The inventor of the digital camera talks career advice, dinner parties, and the future of digital imaging.

Photo of Coffee Break with Steve Sasson

IF YOU WERE STARTING YOUR CAREER TOMORROW, WHAT WOULD YOU DO?

If starting out today, I would try to get more early business experience in launching a new product or starting a new enterprise. I’d seek broad exposure to what is required to get a new idea accepted into the marketplace and for it to be sustainable product offering. This would not only require technical exposure but also business, market, and vendor selection research as well as intellectual property activities.

KNOWING WHAT YOU DO NOW, WHAT ADVICE WOULD YOU GIVE TO YOUR YOUNGER SELF?

Don’t get discouraged by any failures you may experience in your early career. Learn from these failures and use them to fuel your next attempt. When in the early part of your career, you don’t have a reputation to protect, but many of those who judge you do have a reputation to guard. Ultimately that gives you a bit more freedom to deal with setbacks than those who evaluate you.

WHAT IS THE BIGGEST GOAL YOU ARE WORKING TO ACHIEVE NOW?

Trying to be a bit more well rounded in my knowledge of technology and how it affects us. I guess I’m trying to think a bit more about the “why” then the “how.” I’m also trying to see how the technical areas I’ve traditionally been involved with can affect other areas (i.e., social networks and bioscience and the human ethics associated with advances in these areas).

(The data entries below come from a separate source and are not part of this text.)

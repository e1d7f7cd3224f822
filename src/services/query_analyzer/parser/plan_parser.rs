//! JSON explain document -> QueryPlan
//!
//! Accepted shapes:
//!
//! ```text
//! [ { "Plan": { "Node Type": ..., "Plans": [ ... ] } } ]   (engine default)
//!   { "Plan": { "Node Type": ..., "Plans": [ ... ] } }
//! ```

use serde::Deserialize;
use serde_json::Value;

use super::error::{PlanParseError, PlanParseResult};
use crate::services::query_analyzer::models::{PlanNode, QueryPlan};

/// JSON nesting allowed before a document is rejected
pub const DEFAULT_MAX_DEPTH: usize = 256;

#[derive(Debug, Clone)]
pub struct PlanParser {
    max_depth: usize,
}

impl Default for PlanParser {
    fn default() -> Self {
        Self::new()
    }
}

impl PlanParser {
    pub fn new() -> Self {
        Self { max_depth: DEFAULT_MAX_DEPTH }
    }

    pub fn with_max_depth(max_depth: usize) -> Self {
        Self { max_depth }
    }

    /// Parse explain output given as text
    pub fn parse_str(&self, text: &str) -> PlanParseResult<QueryPlan> {
        let document: Value = serde_json::from_str(text.trim()).map_err(|source| {
            PlanParseError::InvalidJson { source, document: text.to_string() }
        })?;
        self.parse(&document)
    }

    /// Parse an explain document
    ///
    /// Fails instead of returning a partial plan: a missing or empty root,
    /// a non-numeric cost or row field, or a malformed `Plans` array all
    /// produce a `PlanParseError`.
    pub fn parse(&self, document: &Value) -> PlanParseResult<QueryPlan> {
        if json_depth(document) > self.max_depth {
            return Err(PlanParseError::TooDeep {
                max_depth: self.max_depth,
                document: document.to_string(),
            });
        }

        let root = Self::locate_root(document)
            .ok_or_else(|| PlanParseError::MissingPlan { document: document.to_string() })?;

        match root {
            Value::Null => {
                return Err(PlanParseError::MissingPlan { document: document.to_string() });
            },
            Value::Object(fields) if fields.is_empty() => {
                return Err(PlanParseError::EmptyPlan { document: document.to_string() });
            },
            _ => {},
        }

        let node = PlanNode::deserialize(root).map_err(|source| {
            PlanParseError::InvalidStructure { source, document: document.to_string() }
        })?;

        let plan = QueryPlan::from_root(node);
        tracing::debug!(
            "Parsed plan: root={}, tables={:?}, total_cost={:.2}",
            plan.root().node_type,
            plan.tables(),
            plan.total_cost()
        );
        Ok(plan)
    }

    fn locate_root(document: &Value) -> Option<&Value> {
        match document {
            Value::Array(items) => items.first().and_then(|item| item.get("Plan")),
            Value::Object(_) => document.get("Plan"),
            _ => None,
        }
    }
}

/// Nesting depth of a JSON value, computed without recursion
fn json_depth(value: &Value) -> usize {
    let mut max_depth = 0;
    let mut stack = vec![(value, 1usize)];

    while let Some((current, depth)) = stack.pop() {
        max_depth = max_depth.max(depth);
        match current {
            Value::Array(items) => stack.extend(items.iter().map(|v| (v, depth + 1))),
            Value::Object(fields) => stack.extend(fields.values().map(|v| (v, depth + 1))),
            _ => {},
        }
    }

    max_depth
}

WHAT TECHNOLOGY, IN PHOTOGRAPHY OR ELSEWHERE, ARE YOU MOST EXCITED ABOUT?

I’m most interested in how advances in photography and imaging are affecting our social structures and interactions. Can the AI examination of images bring about a more disciplined social network where what is communicated through images is based on reality rather than artificially constructed images (this applies to videos as well)? I’m also fascinated by where accurate facial recognition is taking us in the consumer space (iPhone x) and how it could lead to making remote interactions more secure.

IF YOU COULD HAVE DINNER WITH ANYONE – DEAD OR ALIVE – WHO WOULD IT BE AND WHY?

After reading Walter Isaacson’s latest book on Leonardo Da Vinci, I guess it would be Da Vinci. His genius with image creation and his attempt to make still paintings come alive with a sense of motion (i.e., the Mona Lisa’s eyes follow you as you move in front of the painting) would be a fascinating topic to discuss with him. I wonder what he would think of the whole science of photography, would he like the accuracy it would bring to the reproduced image or would he be distressed about how it might remove some of the creative or imaginative elements he would put into a painting of the same scene. I suspect he thought more about the elements of imaging than anyone before or since.